Ce livre n’est évidemment pas dénué d’un parti pris nettement exprimé, et je n’y trouve pour ma part rien à redire. Je m’étonne cependant que l’auteur déplore l’absence d’une « histoire objective du christianisme oriental » (p. 61). Sans doute voulait-il parler d’une histoire qui explicite davantage le rôle important qu’ont joué l’Iran et le christianisme iranien en ce domaine, et alors que je ne peux qu’être d’accord. Le titre du chapitre traitant des traditions gnostiques aurait pu être plus explicite : il traite surtout du mandéisme et du manichéisme, des traditions que la recherche actuelle ne classifie ordinairement plus sous cette rubrique.
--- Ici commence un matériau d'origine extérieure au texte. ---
//! annoq: keyword queries for annotated biomedical text.
//!
//! Users write Pubmed-style queries such as `"breast cancer"[Disease] brca1[Gene]`; annoq
//! translates them into the span queries understood by an annotation-aware search backend,
//! one query per line, so the output can be piped straight into a search client.

#![warn(missing_docs)]

pub mod cli;
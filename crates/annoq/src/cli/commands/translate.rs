//! Implementation of `annoq translate`.

use std::{
    io::{self, BufRead},
    process::ExitCode,
};

use annoq_query::{QueryTerm, Translation};
use serde::Serialize;
use tracing::debug;

use crate::cli::{
    args::TranslateCommand,
    context::CommandContext,
    output::{dim, print_json, subheader},
};

/// JSON record for a query that failed to translate.
#[derive(Serialize)]
struct JsonFailure<'a> {
    /// The query as given.
    input: &'a str,
    /// Rendered error message.
    error: String,
}

/// Translates each query argument, or each stdin line when none are given.
///
/// Without `--keep-going` the first failing query stops the run with exit status 1. With it,
/// failures are reported and replaced by an empty output line, so output lines stay aligned
/// with input lines.
pub fn run(ctx: &CommandContext, cmd: &TranslateCommand) -> ExitCode {
    let translator = match ctx.translator(cmd) {
        Ok(t) => t,
        Err(code) => return code,
    };

    let queries: Box<dyn Iterator<Item = io::Result<String>>> = if cmd.queries.is_empty() {
        Box::new(io::stdin().lock().lines())
    } else {
        Box::new(cmd.queries.iter().cloned().map(Ok))
    };

    let mut failures = 0usize;
    for (idx, query) in queries.enumerate() {
        let query = match query {
            Ok(q) => q,
            Err(e) => {
                eprintln!("error: failed to read query: {e}");
                return ExitCode::FAILURE;
            }
        };

        let outcome = match translator.run(&query) {
            Ok(translation) => emit(&translation, cmd, idx),
            Err(e) => {
                let message = e.to_string();
                eprintln!("error: {}", message.trim_end());
                if !cmd.keep_going {
                    return ExitCode::FAILURE;
                }
                failures += 1;
                emit_failure(&query, message.trim_end(), cmd)
            }
        };
        if let Err(code) = outcome {
            return code;
        }
    }

    debug!(failures, "translate finished");
    if failures > 0 {
        ExitCode::FAILURE
    } else {
        ExitCode::SUCCESS
    }
}

/// Prints one successful translation in the selected format.
fn emit(translation: &Translation, cmd: &TranslateCommand, idx: usize) -> Result<(), ExitCode> {
    if cmd.json {
        return print_json(translation);
    }
    if cmd.explain {
        if idx > 0 {
            println!();
        }
        print_explanation(translation);
        return Ok(());
    }
    println!("{}", translation.query);
    Ok(())
}

/// Prints the placeholder for a failed query under `--keep-going`.
fn emit_failure(input: &str, error: &str, cmd: &TranslateCommand) -> Result<(), ExitCode> {
    if cmd.json {
        return print_json(&JsonFailure {
            input,
            error: error.to_string(),
        });
    }
    if !cmd.explain {
        println!();
    }
    Ok(())
}

/// Prints the stages of one translation.
fn print_explanation(translation: &Translation) {
    println!("{}", subheader("Query:"));
    println!("   {}", translation.input);
    println!();

    println!("{}", subheader("Terms:"));
    if translation.terms.is_empty() {
        println!("   {}", dim("(empty query)"));
    }
    for (i, term) in translation.terms.iter().enumerate() {
        println!("   {}. {}", i + 1, describe_term(term));
    }
    println!();

    println!("{}", subheader("Fragments:"));
    for (i, fragment) in translation.fragments.iter().enumerate() {
        println!("   {}. {:<10} {}", i + 1, fragment.kind(), fragment);
    }
    println!();

    println!("{}", subheader("Translation:"));
    println!("   {}", translation.query);
}

/// One-line description of a scanned term.
fn describe_term(term: &QueryTerm) -> String {
    let field = term
        .field
        .as_ref()
        .map_or_else(|| "(no field)".to_string(), |f| format!("[{}]", f.label()));
    let quoted = if term.quoted { " quoted" } else { "" };
    format!("{:?} {} at {}{}", term.phrase, field, term.position, quoted)
}

#[cfg(test)]
mod tests {
    use annoq_query::FieldRef;

    use super::*;

    #[test]
    fn describe_plain_term() {
        let term = QueryTerm::new("brca1", false, 0);
        assert_eq!(describe_term(&term), "\"brca1\" (no field) at 0");
    }

    #[test]
    fn describe_tagged_term() {
        let term = QueryTerm::new("rs1", true, 4).with_field(FieldRef::parse("SNP_id"));
        assert_eq!(describe_term(&term), "\"rs1\" [snp_id] at 4 quoted");
    }
}
//! Field names and the backend's annotation markers.
//!
//! A field tag names an annotation type. `[Gene]` selects annotations of that type and
//! `[Gene_id]` selects annotations by concept identifier. The backend indexes both as
//! prefixed terms: `concept_gene` and `conceptid_<id>`.

use std::{collections::HashSet, fmt};

use serde::Serialize;

/// Prefix of the term marking an annotation's concept type.
pub const CONCEPT_PREFIX: &str = "concept";

/// Prefix of the term carrying an annotation's concept identifier.
pub const CONCEPT_ID_PREFIX: &str = "conceptid";

/// Backend field holding annotation terms.
pub const ANNOTATION_FIELD: &str = "Annotation";

/// Field-name suffix selecting a concept identifier lookup.
pub const CONCEPT_ID_SUFFIX: &str = "_id";

/// Annotation types known to the backend.
pub const DEFAULT_FIELDS: &[&str] = &[
    "Chemical",
    "Disease",
    "DNAMutation",
    "Gene",
    "ProteinMutation",
    "SNP",
    "Species",
];

/// A field tag, lower-cased, with the concept id suffix resolved.
#[derive(Debug, Clone, PartialEq, Eq, Serialize)]
#[serde(tag = "kind", content = "name", rename_all = "snake_case")]
pub enum FieldRef {
    /// `[Field]`: an annotation of this type.
    Concept(String),
    /// `[Field_id]`: an annotation of this type carrying a concept id.
    ConceptId(String),
}

impl FieldRef {
    /// Parses the text between the brackets of a field tag.
    pub fn parse(raw: &str) -> Self {
        let lower = raw.to_lowercase();
        match lower.strip_suffix(CONCEPT_ID_SUFFIX) {
            Some(base) => Self::ConceptId(base.to_string()),
            None => Self::Concept(lower),
        }
    }

    /// The annotation type name, without suffix.
    pub fn name(&self) -> &str {
        match self {
            Self::Concept(name) | Self::ConceptId(name) => name,
        }
    }

    /// Returns true for `[Field_id]` tags.
    pub fn is_concept_id(&self) -> bool {
        matches!(self, Self::ConceptId(_))
    }

    /// The tag as typed, lower-cased (`gene`, `snp_id`).
    pub fn label(&self) -> String {
        match self {
            Self::Concept(name) => name.clone(),
            Self::ConceptId(name) => format!("{name}{CONCEPT_ID_SUFFIX}"),
        }
    }
}

impl fmt::Display for FieldRef {
    fn fmt(&self, f: &mut fmt::Formatter<'_>) -> fmt::Result {
        f.write_str(&self.label())
    }
}

/// The set of legal field names, compared case-insensitively.
#[derive(Debug, Clone)]
pub struct FieldRegistry {
    /// Names in declaration order, as given.
    names: Vec<String>,
    /// Lower-cased names for lookup.
    lookup: HashSet<String>,
}

impl Default for FieldRegistry {
    fn default() -> Self {
        Self::new(DEFAULT_FIELDS.iter().copied())
    }
}

impl FieldRegistry {
    /// Creates a registry from field names. Empty and duplicate names are skipped.
    pub fn new<I, S>(names: I) -> Self
    where
        I: IntoIterator<Item = S>,
        S: Into<String>,
    {
        let mut registry = Self {
            names: Vec::new(),
            lookup: HashSet::new(),
        };
        for name in names {
            let name = name.into();
            if !name.is_empty() && registry.lookup.insert(name.to_lowercase()) {
                registry.names.push(name);
            }
        }
        registry
    }

    /// Returns true if `name` is a legal field name, ignoring case.
    pub fn contains(&self, name: &str) -> bool {
        self.lookup.contains(&name.to_lowercase())
    }

    /// Iterates over field names in declaration order.
    pub fn names(&self) -> impl Iterator<Item = &str> {
        self.names.iter().map(String::as_str)
    }

    /// Number of registered fields.
    pub fn len(&self) -> usize {
        self.names.len()
    }

    /// Returns true if no field is registered.
    pub fn is_empty(&self) -> bool {
        self.names.is_empty()
    }

    /// Lower-cased, comma-joined field names for error messages.
    pub fn listing(&self) -> String {
        self.names
            .iter()
            .map(|name| name.to_lowercase())
            .collect::<Vec<_>>()
            .join(",")
    }
}
//! Error types for query translation.
//!
//! Every failure aborts the whole query. Errors carry the approximate character position
//! in the whitespace-normalized query where they were detected.

use std::{error::Error as StdError, fmt};

use thiserror::Error;

use crate::tokenize::TokenizeError;

/// The specific kind of translation error.
#[derive(Debug, Clone, PartialEq, Eq, Error)]
pub enum ErrorKind {
    /// A `[` with no key phrase (or `*`) before it.
    #[error("field tag '[' must be preceded by a key phrase or an asterisk")]
    UnexpectedFieldTag,

    /// A backslash at the end of input or before a character that cannot be escaped.
    #[error("a backslash must be followed by a space, a double quote, a backslash, an asterisk, or a square bracket")]
    DanglingEscape {
        /// The character after the backslash, `None` at the end of input.
        found: Option<char>,
    },

    /// A field tag without its closing `]`.
    #[error("missing ']' to close the field tag")]
    UnterminatedFieldTag,

    /// A field tag with nothing between the brackets.
    #[error("empty field name")]
    EmptyFieldName,

    /// A quoted phrase still open at the end of input.
    #[error("unclosed quote")]
    UnterminatedQuote,

    /// A field name that is not in the registry.
    #[error("invalid field name '{name}', available fields: {available}")]
    InvalidFieldName {
        /// The offending name, lower-cased and without the concept id suffix.
        name: String,
        /// Comma-separated list of legal field names.
        available: String,
    },

    /// The wildcard used as a concept id.
    #[error("a concept id cannot be the wildcard '*'")]
    InvalidConceptWildcard,

    /// The injected tokenizer failed.
    #[error("tokenizer error: {0}")]
    TokenizerFailure(TokenizeError),
}

impl ErrorKind {
    /// Returns true for errors raised while scanning, before any field is looked up.
    pub fn is_syntax(&self) -> bool {
        matches!(
            self,
            Self::UnexpectedFieldTag
                | Self::DanglingEscape { .. }
                | Self::UnterminatedFieldTag
                | Self::EmptyFieldName
                | Self::UnterminatedQuote
        )
    }
}

/// A failed translation.
///
/// Displays the message, the normalized query with a caret under the error position, and a
/// hint for common mistakes.
#[derive(Debug, Clone, PartialEq, Eq)]
pub struct TranslateError {
    /// The kind of error that occurred.
    pub kind: ErrorKind,
    /// Approximate character position in the normalized query.
    pub position: usize,
    /// The normalized query (if available).
    pub query: Option<String>,
}

impl TranslateError {
    /// Creates an error without query context.
    pub fn new(kind: ErrorKind, position: usize) -> Self {
        Self {
            kind,
            position,
            query: None,
        }
    }

    /// Sets the query string for this error.
    pub fn with_query(mut self, query: impl Into<String>) -> Self {
        self.query = Some(query.into());
        self
    }

    /// Returns the error message without context.
    pub fn message(&self) -> String {
        self.kind.to_string()
    }

    /// Returns a suggestion for common errors.
    pub fn suggestion(&self) -> Option<&'static str> {
        match &self.kind {
            ErrorKind::UnexpectedFieldTag => {
                Some("Put a key phrase or '*' before the tag, e.g. 'brca1[Gene]' or '*[Gene]'")
            }
            ErrorKind::DanglingEscape { .. } => {
                Some("Write '\\\\' for a literal backslash")
            }
            ErrorKind::UnterminatedFieldTag => Some("Add a closing ']' to complete the field tag"),
            ErrorKind::EmptyFieldName => Some("Name a field inside the brackets, e.g. '[Gene]'"),
            ErrorKind::UnterminatedQuote => Some("Add a closing quote (\") to complete the phrase"),
            ErrorKind::InvalidConceptWildcard => {
                Some("Use '*[Field]' to match any annotation of that type")
            }
            ErrorKind::InvalidFieldName { .. } | ErrorKind::TokenizerFailure(_) => None,
        }
    }
}

impl fmt::Display for TranslateError {
    fn fmt(&self, f: &mut fmt::Formatter<'_>) -> fmt::Result {
        let prefix = if self.kind.is_syntax() {
            "query syntax error"
        } else {
            "query error"
        };

        writeln!(f, "{}: {}", prefix, self.kind)?;

        if let Some(query) = &self.query {
            writeln!(f, "  {}", query)?;
            let clamped = self.position.min(query.chars().count());
            writeln!(f, "  {}^", " ".repeat(clamped))?;
        }

        if let Some(suggestion) = self.suggestion() {
            write!(f, "hint: {}", suggestion)?;
        }

        Ok(())
    }
}

impl StdError for TranslateError {
    fn source(&self) -> Option<&(dyn StdError + 'static)> {
        match &self.kind {
            ErrorKind::TokenizerFailure(err) => Some(err),
            _ => None,
        }
    }
}
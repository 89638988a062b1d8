//! Command-line interface for the `annoq` query translator.

use std::process::ExitCode;

use annoq::cli::{CommandContext, args::Cli, commands, init_tracing};
use clap::Parser;

fn main() -> ExitCode {
    let cli = Cli::parse();
    init_tracing(cli.verbose);

    let ctx = if cli.command.needs_config() {
        CommandContext::load()
    } else {
        CommandContext::load_cwd_only()
    };

    match ctx {
        Ok(ctx) => commands::run(cli.command, &ctx),
        Err(code) => code,
    }
}
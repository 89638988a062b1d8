//! The tokenization port.
//!
//! Span fragments list the phrase as the backend indexed it, so the translator needs the
//! backend's tokenizer. It never tokenizes on its own: callers inject an implementation of
//! [`Tokenize`].

use std::{rc::Rc, sync::Arc};

use thiserror::Error;

/// Error reported by a tokenizer implementation.
#[derive(Debug, Clone, PartialEq, Eq, Error)]
#[error("{message}")]
pub struct TokenizeError {
    /// Error message.
    pub message: String,
}

impl TokenizeError {
    /// Creates a new tokenizer error.
    pub fn new(message: impl Into<String>) -> Self {
        Self {
            message: message.into(),
        }
    }
}

/// Splits a phrase into backend index tokens.
pub trait Tokenize {
    /// Returns the token texts of `text`, in order. Tokens are expected to be lower-case.
    fn tokenize(&self, text: &str) -> Result<Vec<String>, TokenizeError>;
}

impl<T: Tokenize + ?Sized> Tokenize for &T {
    fn tokenize(&self, text: &str) -> Result<Vec<String>, TokenizeError> {
        (**self).tokenize(text)
    }
}

impl<T: Tokenize + ?Sized> Tokenize for Box<T> {
    fn tokenize(&self, text: &str) -> Result<Vec<String>, TokenizeError> {
        (**self).tokenize(text)
    }
}

impl<T: Tokenize + ?Sized> Tokenize for Rc<T> {
    fn tokenize(&self, text: &str) -> Result<Vec<String>, TokenizeError> {
        (**self).tokenize(text)
    }
}

impl<T: Tokenize + ?Sized> Tokenize for Arc<T> {
    fn tokenize(&self, text: &str) -> Result<Vec<String>, TokenizeError> {
        (**self).tokenize(text)
    }
}

/// Splits on whitespace and lower-cases each piece.
///
/// Useful when the backend tokenizer is not available, e.g. for debug output.
#[derive(Debug, Clone, Copy, Default)]
pub struct WhitespaceTokenizer;

impl Tokenize for WhitespaceTokenizer {
    fn tokenize(&self, text: &str) -> Result<Vec<String>, TokenizeError> {
        Ok(text.split_whitespace().map(str::to_lowercase).collect())
    }
}
//! Translation of Pubmed-style keyword queries into annotation span queries.
//!
//! The input language is a list of space-separated terms:
//!
//! - **Phrases**: `brca1`, `"breast cancer"` - matched as literal text
//! - **Typed phrases**: `"breast cancer"[Disease]` - text inside an annotation of that type
//! - **Wildcards**: `*[Gene]` - any annotation of that type
//! - **Concept ids**: `rs123[SNP_id]` - an annotation carrying that concept identifier
//! - **Escapes**: `\ `, `\"`, `\[`, `\]`, `\*`, `\\` inside a phrase
//!
//! Each term becomes one backend fragment and the fragments are joined with `AND`
//! or `OR`.
//!
//! # Example
//!
//! ```
//! use annoq_query::{Translator, WhitespaceTokenizer};
//!
//! let translator = Translator::new(WhitespaceTokenizer);
//! let query = translator.translate("*[Gene] rs123[SNP_id]").unwrap();
//! assert_eq!(
//!     query,
//!     "Annotation:concept_gene OR \
//!      _query_:\"{!annographix ver=3} @0:concept_snp @1:conceptid_rs123 #covers(0,1)\""
//! );
//! ```

#![warn(missing_docs)]

mod error;
mod field;
mod fragment;
mod scanner;
mod synth;
mod term;
mod tokenize;
mod translate;

pub use error::{ErrorKind, TranslateError};
pub use field::{
    ANNOTATION_FIELD, CONCEPT_ID_PREFIX, CONCEPT_ID_SUFFIX, CONCEPT_PREFIX, DEFAULT_FIELDS,
    FieldRef, FieldRegistry,
};
pub use fragment::Fragment;
pub use scanner::{Action, Delimiter, State, Symbol, normalize_whitespace, scan, transition};
pub use synth::Synthesizer;
pub use term::{QueryTerm, WILDCARD};
pub use tokenize::{Tokenize, TokenizeError, WhitespaceTokenizer};
pub use translate::{JoinOperator, SPAN_PADDING, Translation, Translator, TranslatorConfig};

/// Translates a query with the default configuration (`OR`, no debug rendering).
pub fn translate<T: Tokenize + ?Sized>(query: &str, tokenizer: &T) -> Result<String, TranslateError> {
    Translator::new(tokenizer).translate(query)
}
L’avant-propos explique que ce livre est « une révision à la française » d’un livre d’abord paru en anglais sous le titre Spirituality in the Land of the Noble : How Iran Shaped the World’s Religions (Oxford, Oneworld Publications, 2004), puis en arabe à Beyrouth en 2006 (version légèrement censurée). Richard Foltz est en effet professeur associé au Département des sciences de la religion de l’Université Concordia de Montréal depuis 2006. La présente édition se lit très bien, avec quelques rares coquilles. Une carte de l’Iran et de ses voisins au vie siècle (sans doute, de notre ère) placée au début du livre s’avère fort utile ; d’autres cartes pour d’autres périodes auraient été les bienvenues. Le livre se termine par un glossaire, une bibliographie et un index. Les ouvrages en langue française ont été regroupés à la fin de la bibliographie. Il aurait toutefois été facile de fournir au lecteur francophone une bibliographie plus complète et susceptible de l’aider davantage à découvrir cet immense pays. Par exemple, Jacques Duchesne-Guillemin a écrit un gros article sur « L’Iran antique et Zoroastre » dans l’Histoire des religions I dirigée par H.-C. Puech (Paris, Gallimard, 1970), suivi d’un autre article sur « L’Église sassanide et le mazdéisme » dans le tome II du même ouvrage, des textes plus accessibles que les deux ouvrages cités. Son Ormazd et Ahriman. L’aventure dualiste dans l’Antiquité (Paris, PUF, 1953), bien qu’épuisé, aurait également mérité une place ici. Marijan Molé a publié deux petits livres fort intéressants : L’Iran ancien (Paris, Bloud et Gay, 1965), et Les mystiques musulmans (Paris, PUF, 1965), également épuisés, il est vrai. Eva de Vitray-Meyerovitch (1909-2001) n’est pas non plus citée, alors qu’elle a été une traductrice de textes persans très prolifique.
Cela dit, je ne puis que recommander ce petit livre qui comble en français une lacune importante, et qui contient des pages bien senties concernant la situation souvent déplorable des groupes religieux minoritaires dans ce pays.